Meteorite Watch
By: Jake | June 23, 2008 | Category: General
A century ago June 30th, settlers and tribes near the Tunguska River in Russia saw a flash in the sky. Then they heard what sounded like artillery fire and experienced a shock wave that knocked some people to the ground, destroyed nearby trees and broke windows hundreds of miles away. 
Scientists call this phenomenon the "Tunguska event" and believe the explosion was caused by a large meteoroid or comet fragment entering the Earth's atmosphere and exploding in the sky. Experts say that if the meteor had hit four hours later it would have destroyed the imperial capital of Russia, St. Petersburg.
I'd never heard of the Tunguska event until a GovGab commenter asked me what the likelihood of another Tunguska type event was and how we might avert a situation where a space rock would hit the Earth's surface. I can't answer that question, but the National Aeronautics and Space Administration has a program that can.
NASA's Near-Earth Object Program based at the Jet Propulsion Laboratory in California monitors the threat of near-Earth objects (asteroids and comet debris) and they say the risk of such an impact is low. In fact, it's lower than the daily risks we face like automobile accidents, disease or natural disasters. Still the NEO Program says monitoring space for potential threats and identifying them years before they can occur helps keep this risk low.
The NEO Program's Sentry impact assessment system continually scans the current asteroid catalog for potential impacts over the next 100 years.
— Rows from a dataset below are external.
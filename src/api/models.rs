//! Wire types for the survey API
//!
//! The fetch envelope is decoded leniently into optional fields first and then
//! checked explicitly, so a missing question surfaces as
//! [`SurveyError::Validation`] rather than a serde message.

use crate::api::error::SurveyError;
use crate::context::ClientMetadata;
use crate::survey::SurveyKey;
use serde::{Deserialize, Serialize};
use std::collections::BTreeMap;

/// Fallback when the API reports failure without a message
pub const DEFAULT_API_ERROR: &str = "API returned an error";

/// A selectable category option
#[derive(Debug, Clone, PartialEq, Eq, Serialize, Deserialize)]
pub struct Category {
    pub label: String,
    pub value: String,
}

/// One extra input collected from the respondent; `value` is the field id
#[derive(Debug, Clone, PartialEq, Eq, Serialize, Deserialize)]
pub struct RespondentDetailField {
    pub label: String,
    pub value: String,
}

#[derive(Debug, Clone, PartialEq, Eq, Serialize, Deserialize)]
#[serde(rename_all = "camelCase")]
pub struct SurveyConfig {
    pub question: String,
    #[serde(default, skip_serializing_if = "Vec::is_empty")]
    pub categories: Vec<Category>,
    #[serde(default)]
    pub thank_you_message: String,
}

impl SurveyConfig {
    pub fn has_categories(&self) -> bool {
        !self.categories.is_empty()
    }

    pub fn category(&self, value: &str) -> Option<&Category> {
        self.categories.iter().find(|c| c.value == value)
    }
}

/// Full result of a successful fetch
#[derive(Debug, Clone, PartialEq, Eq, Serialize, Deserialize)]
#[serde(rename_all = "camelCase")]
pub struct SurveyPayload {
    pub config: SurveyConfig,
    #[serde(default)]
    pub respondent_details: Vec<RespondentDetailField>,
}

impl SurveyPayload {
    pub fn has_respondent_details(&self) -> bool {
        !self.respondent_details.is_empty()
    }

    pub fn respondent_field(&self, id: &str) -> Option<&RespondentDetailField> {
        self.respondent_details.iter().find(|f| f.value == id)
    }
}

#[derive(Debug, Deserialize)]
struct Envelope {
    #[serde(default)]
    success: Option<bool>,
    #[serde(default)]
    message: Option<String>,
    #[serde(default)]
    payload: Option<RawPayload>,
}

#[derive(Debug, Deserialize)]
#[serde(rename_all = "camelCase")]
struct RawPayload {
    #[serde(default)]
    config: Option<RawConfig>,
    #[serde(default)]
    respondent_details: Option<Vec<RespondentDetailField>>,
}

#[derive(Debug, Deserialize)]
#[serde(rename_all = "camelCase")]
struct RawConfig {
    #[serde(default)]
    question: Option<String>,
    #[serde(default)]
    categories: Option<Vec<Category>>,
    #[serde(default)]
    thank_you_message: Option<String>,
}

/// Decode a fetch response body that arrived with a success status
pub fn decode_survey_body(body: &[u8]) -> Result<SurveyPayload, SurveyError> {
    let envelope: Envelope = serde_json::from_slice(body).map_err(|e| {
        log::debug!("Survey body is not a valid envelope: {}", e);
        SurveyError::Validation
    })?;

    if envelope.success == Some(false) {
        let message = envelope
            .message
            .filter(|m| !m.is_empty())
            .unwrap_or_else(|| DEFAULT_API_ERROR.to_string());
        return Err(SurveyError::ApiLogic(message));
    }

    let payload = envelope.payload.ok_or(SurveyError::Validation)?;
    let config = payload.config.ok_or(SurveyError::Validation)?;
    let question = config
        .question
        .filter(|q| !q.trim().is_empty())
        .ok_or(SurveyError::Validation)?;

    Ok(SurveyPayload {
        config: SurveyConfig {
            question,
            categories: config.categories.unwrap_or_default(),
            thank_you_message: config.thank_you_message.unwrap_or_default(),
        },
        respondent_details: payload.respondent_details.unwrap_or_default(),
    })
}

/// Body posted to the response endpoint
#[derive(Debug, Clone, PartialEq, Serialize, Deserialize)]
#[serde(rename_all = "camelCase")]
pub struct SubmissionPayload {
    pub survey_key: SurveyKey,
    pub response: String,
    #[serde(default, skip_serializing_if = "Option::is_none")]
    pub category: Option<String>,
    #[serde(default)]
    pub respondent_details: BTreeMap<String, String>,
    #[serde(flatten)]
    pub client: Option<ClientMetadata>,
    #[serde(default, skip_serializing_if = "Option::is_none")]
    pub completion_time: Option<u64>,
}
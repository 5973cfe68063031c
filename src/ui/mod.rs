pub mod presenter;
pub mod prompts;
pub mod spinner;

pub use presenter::TerminalPresenter;
pub use spinner::Spinner;
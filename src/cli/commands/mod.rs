pub mod config;
pub mod run;
pub mod show;

pub use config::config_command;
pub use run::run_command;
pub use show::show_command;
use super::commands::config::ConfigCommands;
use super::commands::run::RunArgs;
use super::commands::show::ShowArgs;
use clap::{Parser, Subcommand};

#[derive(Parser)]
#[command(name = "sensequery")]
#[command(about = "Answer a survey from the terminal")]
#[command(version)]
pub struct Cli {
    /// Override the survey endpoint base URL
    #[arg(long, global = true)]
    pub survey_url: Option<String>,

    /// Override the response endpoint URL
    #[arg(long, global = true)]
    pub response_url: Option<String>,

    #[command(subcommand)]
    pub command: Commands,
}

#[derive(Subcommand)]
pub enum Commands {
    /// Walk through a survey interactively
    Run(RunArgs),
    /// Fetch a survey configuration and print it as JSON
    Show(ShowArgs),
    /// Configuration management
    Config(ConfigCommands),
}
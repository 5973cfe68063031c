//! Loading indicator driven by wizard display changes

use std::io::{self, Write};
use std::time::Duration;
use tokio::sync::watch;

const FRAMES: &[char] = &['⠋', '⠙', '⠹', '⠸', '⠼', '⠴', '⠦', '⠧', '⠇', '⠏'];
const FRAME_INTERVAL: Duration = Duration::from_millis(80);

/// One background task animating whatever message is currently shown
///
/// `show` and `hide` only publish the desired state, so they are cheap to
/// call from an observer on every state change. The task is aborted on drop.
/// Must be created inside a tokio runtime.
pub struct Spinner {
    message: watch::Sender<Option<String>>,
    handle: tokio::task::JoinHandle<()>,
}

impl Spinner {
    /// Spawn the animation task with nothing shown
    pub fn spawn() -> Self {
        let (message, rx) = watch::channel(None);
        let handle = tokio::spawn(animate(rx));
        Self { message, handle }
    }

    /// Spawn and immediately show `message`
    pub fn start(message: impl Into<String>) -> Self {
        let spinner = Self::spawn();
        spinner.show(message);
        spinner
    }

    pub fn show(&self, message: impl Into<String>) {
        let message = message.into();
        self.message.send_if_modified(|current| {
            if current.as_deref() == Some(message.as_str()) {
                return false;
            }
            *current = Some(message);
            true
        });
    }

    pub fn hide(&self) {
        self.message.send_if_modified(|m| m.take().is_some());
    }

    pub fn is_visible(&self) -> bool {
        self.message.borrow().is_some()
    }
}

impl Drop for Spinner {
    fn drop(&mut self) {
        self.handle.abort();
        if self.is_visible() {
            clear_line();
        }
    }
}

async fn animate(mut rx: watch::Receiver<Option<String>>) {
    let mut frame = 0usize;

    loop {
        let current = rx.borrow_and_update().clone();
        match current {
            None => {
                clear_line();
                if rx.changed().await.is_err() {
                    return;
                }
            }
            Some(message) => {
                print!("\r{} {}", FRAMES[frame % FRAMES.len()], message);
                let _ = io::stdout().flush();
                frame += 1;

                tokio::select! {
                    _ = tokio::time::sleep(FRAME_INTERVAL) => {}
                    changed = rx.changed() => {
                        if changed.is_err() {
                            clear_line();
                            return;
                        }
                    }
                }
            }
        }
    }
}

fn clear_line() {
    print!("\r\x1b[K");
    let _ = io::stdout().flush();
}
If a major threat is found, the NEO Program says the solution is not to destroy the object like they do in the movies, but to simply divert the object from the Earth's path. NEO says this can potentially be done by attaching rocket boosters to a near-Earth object to change its course.
The NEO program demonstrates this process and other facts about near-Earth objects in their "Keeping an Eye on Space Rocks" multimedia presentation. The NEO Program is not the only place on Earth that has their eye on the sky monitoring near-Earth objects; there are a number of other nations also studying them.